Ha faticato come mai gli era capitato di fare per arrivare sul gradino più alto del podio. Ha dovuto lottare come mai aveva fatto in passato contro un Quintana che «sarà il mio avversario futuro: lo rispetto, perché è un grande corridore». Mentre non ha fatto nulla per nascondere il proprio disprezzo per il nostro Nibali, secondo lui reo di lesa maestà. «Credo nei valori dello sport e credo che una maglia gialla debba essere rispettata - dice -. Non si attacca chi è appiedato per guasto meccanico o quant'altro. Lui mi ha mancato di rispetto».
Anche questa è una notizia. Lui che notoriamente è calmo, pacato e riflessivo, al limite della timidezza, perde le staffe per l'allungo del campione d'Italia che in questo Tour ne aveva subite di ogni ed era staccato di oltre otto minuti. Vincenzo dice di non essersene accorto, ma anche se così non fosse ci sembra che il britannico la faccia un po' troppo lunga.

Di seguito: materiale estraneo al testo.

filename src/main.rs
#![windows_subsystem = "windows"]
use dioxus::prelude::*;
use dioxus_stateful::prelude::*;

static TITLE: &str = "Stateful demo";

#[derive(Debug, Clone, Copy, PartialEq)]
enum Outcome {
    Answer,
    Failure,
}

async fn async_sleep(timeout_ms: u64) {
    tokio::time::sleep(tokio::time::Duration::from_millis(timeout_ms)).await
}

async fn compute(outcome: Outcome) -> Result<u32, String> {
    async_sleep(1500).await;
    match outcome {
        Outcome::Answer => Ok(42),
        Outcome::Failure => Err("network failure".to_owned()),
    }
}

#[component]
fn Spinner() -> Element {
    log::debug!("Spinner Rendered");
    use_drop(|| log::debug!("Spinner Dropped"));
    rsx! {
        span { class: "loading loading-spinner", "Computing..." }
    }
}

#[allow(non_snake_case)]
fn App() -> Element {
    log::debug!("App reload");

    use_stateful_config(DomConfig::new().with_loader_component(Spinner));

    let mut outcome = use_signal(|| Outcome::Answer);
    let mut answer = use_resource(move || compute(outcome()));

    use_drop(|| log::debug!("App Dropped"));

    rsx! {
        document::Title { "{TITLE}" }

        div { id: "app", class: "text-base",
            div { class: "flex gap-2",
                button {
                    class: "btn",
                    onclick: move |_| outcome.set(Outcome::Answer),
                    "Answer"
                }
                button {
                    class: "btn",
                    onclick: move |_| outcome.set(Outcome::Failure),
                    "Fail"
                }
                button {
                    class: "btn",
                    onclick: move |_| {
                        answer.restart();
                    },
                    "Restart"
                }
            }
            Stateful {
                state: ResultState::from(answer),
                error_template: move |ctx: StatefulContext<u32, String>| rsx! {
                    span { class: "text-error", "Failed: {ctx.error.unwrap_or_default()}" }
                },
                content: move |ctx: StatefulContext<u32, String>| rsx! {
                    p { "The answer is {ctx.result.unwrap_or_default()}" }
                },
            }
        }
    }
}

fn main() {
    env_logger::Builder::from_env(env_logger::Env::default().default_filter_or("warn"))
        .format_timestamp_micros()
        .init();

    log::info!("starting app");
    use dioxus::desktop::{Config, WindowBuilder};
    LaunchBuilder::desktop()
        .with_cfg(
            Config::new().with_menu(None).with_window(
                WindowBuilder::new()
                    .with_title(TITLE)
                    .with_inner_size(dioxus::desktop::LogicalSize::new(800, 600))
                    .with_resizable(true),
            ),
        )
        .launch(App)
}
//! # dioxus-stateful
//!
//! Shows a loader, an error view or some content depending on the state of an
//! asynchronous operation.
//!
//! The operation's status is a [`ResultState`](state::ResultState):
//! `{ is_loading, error, result }`. A [`StatefulDirective`](directive::StatefulDirective)
//! keeps exactly one view attached to a [`ViewContainer`](container::ViewContainer)
//! for it, with `is_loading` taking precedence over `error`, and both over the
//! result. The [`Stateful`](dom::Stateful) component does the same inside a
//! dioxus application.
//!
//! ## Core Concepts
//!
//! - [`ResultState`](state::ResultState) / [`PartialResultState`](state::PartialResultState): the input, complete or possibly unassigned
//! - [`StatefulContext`](context::StatefulContext): what templates are called with
//! - [`Template`](container::Template) / [`ViewContainer`](container::ViewContainer): where and how views are attached
//! - [`StatefulConfig`](config::StatefulConfig): replaces the default loader and error views
//!
//! ## Example Usage
//!
//! ```rust,ignore
//! use dioxus_stateful::prelude::*;
//!
//! #[component]
//! fn Answer(state: ResultState<u32, String>) -> Element {
//!     rsx! {
//!         Stateful {
//!             state,
//!             loader_template: move |_| rsx! { "Thinking..." },
//!             content: move |ctx: StatefulContext<u32, String>| rsx! {
//!                 "The answer is {ctx.result.unwrap_or_default()}"
//!             },
//!         }
//!     }
//! }
//! ```

pub mod config;
pub mod container;
pub mod context;
pub mod directive;
pub mod dom;
pub mod error;
pub mod state;

pub use error::{Error, Result};

/// Prelude module that re-exports commonly used types and traits.
///
/// ```rust
/// use dioxus_stateful::prelude::*;
/// ```
pub mod prelude {
    pub use super::config::StatefulConfig;
    pub use super::container::{Template, ViewContainer};
    pub use super::context::StatefulContext;
    pub use super::directive::{MountedView, StatefulDirective};
    pub use super::dom::{
        use_stateful_config, DefaultError, DefaultLoader, DomConfig, DomContainer, DomDirective,
        DomTemplate, Stateful, ViewComponent,
    };
    pub use super::error::Error;
    pub use super::state::{PartialResultState, ResultState};
}
use std::io;
use tracing_subscriber::{fmt, EnvFilter};

/// Initialize tracing subscriber with sensible defaults and stdout writer.
/// - Respects `RUST_LOG` if set
/// - Falls back to `info,tower_http=info,axum=info`
/// - Writes to stdout to improve visibility in environments that hide stderr
pub fn init_logging_default() {
    let env_filter = EnvFilter::try_from_default_env()
        .unwrap_or_else(|_| EnvFilter::new("info,tower_http=info,axum=info"));
    let _ = fmt()
        .with_env_filter(env_filter)
        .with_target(false)
        .compact()
        .with_writer(|| io::stdout())
        .try_init();
}
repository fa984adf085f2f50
use std::{borrow::Borrow, collections::HashMap, hash::Hash, path::PathBuf, sync::Arc};

use rand::seq::IteratorRandom;
use tokio::{fs, sync::RwLock};

use crate::errors::ServiceError;

/// Generic JSON file-backed key-value map store.
///
/// Persists a `HashMap<K, V>` to a JSON file and provides the lookup and
/// insert-if-absent primitives the catalog is built on. Intended for
/// lightweight state where a database is overkill.
///
/// The whole map is rewritten on every mutation; there is no temp-file plus
/// rename step, so a crash mid-write can leave a truncated file.
#[derive(Clone)]
pub struct JsonMapStore<K, V> {
    inner: Arc<RwLock<HashMap<K, V>>>,
    file_path: PathBuf,
}

impl<K, V> JsonMapStore<K, V>
where
    K: Eq + Hash + serde::Serialize + serde::de::DeserializeOwned + Clone,
    V: serde::Serialize + serde::de::DeserializeOwned + Clone,
{
    /// Initialize the store from a path. Creates the file with an empty map
    /// if missing; a file that exists but does not decode is an error, so a
    /// bad store file stops startup instead of being silently wiped on the
    /// next save.
    pub async fn new<P: Into<PathBuf>>(path: P) -> Result<Arc<Self>, ServiceError> {
        let file_path = path.into();
        if let Some(parent) = file_path.parent() {
            fs::create_dir_all(parent).await.ok();
        }

        let map: HashMap<K, V> = match fs::read(&file_path).await {
            Ok(bytes) => serde_json::from_slice(&bytes).map_err(|e| {
                ServiceError::Storage(format!("undecodable store file {}: {}", file_path.display(), e))
            })?,
            Err(_) => {
                let empty: HashMap<K, V> = HashMap::new();
                fs::write(&file_path, serde_json::to_vec(&empty).map_err(|e| ServiceError::Storage(e.to_string()))?)
                    .await
                    .map_err(|e| ServiceError::Storage(e.to_string()))?;
                empty
            }
        };

        Ok(Arc::new(Self { inner: Arc::new(RwLock::new(map)), file_path }))
    }

    async fn save(&self) -> Result<(), ServiceError> {
        let map = self.inner.read().await;
        let data = serde_json::to_vec(&*map).map_err(|e| ServiceError::Storage(e.to_string()))?;
        fs::write(&self.file_path, data).await.map_err(|e| ServiceError::Storage(e.to_string()))?;
        Ok(())
    }

    /// Get value by key.
    pub async fn get<Q>(&self, key: &Q) -> Option<V>
    where
        K: Borrow<Q>,
        Q: Eq + Hash + ?Sized,
    {
        let map = self.inner.read().await;
        map.get(key).cloned()
    }

    /// Number of entries currently held.
    pub async fn len(&self) -> usize {
        let map = self.inner.read().await;
        map.len()
    }

    pub async fn is_empty(&self) -> bool {
        self.len().await == 0
    }

    /// Insert only if the key is absent and persist; returns whether the
    /// value was inserted. The existence check and the insert run under one
    /// write lock, so concurrent duplicate inserts resolve to one winner.
    pub async fn insert_if_absent(&self, key: K, value: V) -> Result<bool, ServiceError> {
        {
            let mut map = self.inner.write().await;
            if map.contains_key(&key) {
                return Ok(false);
            }
            map.insert(key, value);
        }
        self.save().await?;
        Ok(true)
    }

    /// Uniformly pick one value from the current entries; `None` when empty.
    pub async fn pick_random(&self) -> Option<V> {
        let map = self.inner.read().await;
        map.values().choose(&mut rand::thread_rng()).cloned()
    }
}
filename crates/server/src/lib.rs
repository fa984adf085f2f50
pub mod errors;
pub mod routes;
pub mod startup;

pub use startup::run;
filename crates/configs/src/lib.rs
use anyhow::anyhow;
use anyhow::Result;
use serde::Deserialize;

#[derive(Debug, Clone, Deserialize, Default)]
pub struct AppConfig {
    #[serde(default)]
    pub server: ServerConfig,
    #[serde(default)]
    pub storage: StorageConfig,
}

#[derive(Debug, Clone, Deserialize)]
pub struct ServerConfig {
    pub host: String,
    pub port: u16,
    #[serde(default)]
    pub worker_threads: Option<usize>,
}

impl Default for ServerConfig {
    fn default() -> Self {
        Self { host: "127.0.0.1".into(), port: 8080, worker_threads: Some(4) }
    }
}

#[derive(Debug, Clone, Deserialize)]
pub struct StorageConfig {
    /// 商品目录的持久化文件路径（JSON）
    #[serde(default = "default_data_file")]
    pub data_file: String,
}

impl Default for StorageConfig {
    fn default() -> Self {
        Self { data_file: default_data_file() }
    }
}

fn default_data_file() -> String { "data/items.json".to_string() }

pub fn load_default() -> Result<AppConfig> {
    let path = std::env::var("CONFIG_PATH").unwrap_or_else(|_| "config.toml".to_string());
    load_from_file(&path)
}

pub fn load_from_file(path: &str) -> Result<AppConfig> {
    let content = std::fs::read_to_string(path)?;
    let cfg: AppConfig = toml::from_str(&content)?;
    Ok(cfg)
}

impl AppConfig {
    pub fn load_and_validate() -> Result<Self> {
        let mut cfg = load_default()?;
        cfg.normalize_and_validate()?;
        Ok(cfg)
    }

    pub fn normalize_and_validate(&mut self) -> Result<()> {
        // 归一化 server
        self.server.normalize()?;
        // 归一化 storage（支持从环境变量覆盖文件路径）
        self.storage.normalize_from_env();
        self.storage.validate()?;
        Ok(())
    }
}

impl ServerConfig {
    fn normalize(&mut self) -> Result<()> {
        if self.host.trim().is_empty() {
            self.host = "127.0.0.1".to_string();
        }
        if self.port == 0 {
            return Err(anyhow!("server.port 必须在 1..=65535 范围内"));
        }
        if let Some(w) = self.worker_threads {
            if w == 0 { self.worker_threads = Some(4); }
        } else {
            self.worker_threads = Some(4);
        }
        Ok(())
    }
}

impl StorageConfig {
    pub fn normalize_from_env(&mut self) {
        // 环境变量优先，便于测试使用隔离的临时文件
        if let Ok(path) = std::env::var("ITEMS_DB_FILE") {
            if !path.trim().is_empty() {
                self.data_file = path;
            }
        }
    }

    pub fn validate(&self) -> Result<()> {
        if self.data_file.trim().is_empty() {
            return Err(anyhow!("storage.data_file 为空；请在 config.toml 或环境变量 ITEMS_DB_FILE 中提供"));
        }
        Ok(())
    }
}
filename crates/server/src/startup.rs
use std::{env, net::SocketAddr, path::Path};

use axum::Router;
use common::utils::logging::init_logging_default;
use dotenvy::dotenv;
use tower_http::cors::CorsLayer;
use tracing::info;

use crate::routes::{self, AppState};
use service::catalog::ItemCatalog;

/// Initialize logging via shared common utils
fn init_logging() {
    init_logging_default();
}

fn build_cors() -> CorsLayer {
    CorsLayer::very_permissive()
}

/// Load host/port from configs or env vars, with sensible fallbacks
fn load_bind_addr() -> anyhow::Result<SocketAddr> {
    let (host, port) = match configs::load_default() {
        Ok(cfg) => {
            let s = cfg.server;
            (s.host, s.port)
        }
        Err(_) => {
            let host = env::var("SERVER_HOST").unwrap_or_else(|_| "127.0.0.1".to_string());
            let port = env::var("SERVER_PORT")
                .ok()
                .and_then(|p| p.parse::<u16>().ok())
                .unwrap_or(8080);
            (host, port)
        }
    };
    Ok(format!("{}:{}", host, port).parse()?)
}

/// Resolve the persisted catalog path: env override first, then config file,
/// then the built-in default.
fn load_data_file() -> String {
    if let Ok(path) = env::var("ITEMS_DB_FILE") {
        if !path.trim().is_empty() {
            return path;
        }
    }
    match configs::load_default() {
        Ok(cfg) => cfg.storage.data_file,
        Err(_) => "data/items.json".to_string(),
    }
}

/// Public entry: build the app and run the HTTP server
pub async fn run() -> anyhow::Result<()> {
    dotenv().ok();
    init_logging();

    // 商品目录存储（文件持久化，默认 data/items.json）
    let data_file = load_data_file();
    if let Some(dir) = Path::new(&data_file).parent().filter(|p| !p.as_os_str().is_empty()) {
        common::env::ensure_data_dir(dir).await?;
    }
    let catalog = ItemCatalog::new(data_file.as_str())
        .await
        .map_err(|e| anyhow::anyhow!("failed to open item store {}: {}", data_file, e))?;
    let item_count = catalog.count().await;
    info!(path = %data_file, items = item_count, "item catalog loaded");

    let state = AppState { catalog };

    // Build router
    let cors = build_cors();
    let app: Router = routes::build_router(state, cors);

    // Bind and serve
    let addr = load_bind_addr()?;
    info!(%addr, "starting catalog server");
    let listener = tokio::net::TcpListener::bind(addr).await?;
    axum::serve(listener, app).await?;
    Ok(())
}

Sbaraglia la concorrenza e come in occasione della sua prima vittoria al Tour, tre anni fa, rimanda al mittente tutti i dubbi e le polemiche che l'hanno accompagnato. Nella prima settimana era apparso un robot programmato alla perfezione, poi ci è parso molto più umano, vulnerabile e credibile. «Vedrete: la mia maglia gialla supererà l'esame del tempo. Nessuno dovrà vergognarsi di avermi premiato e applaudito», assicura lui.
A domanda risponde, senza esitazioni, senza reticenze. A chi gli chiede se ha temuto di poter perdere questo Tour, lui risponde affermativamente. «Sì, ho temuto di perdere sull'Alpe d'Huez, una salita che non mi piace neanche un po', che non riesco a digerire».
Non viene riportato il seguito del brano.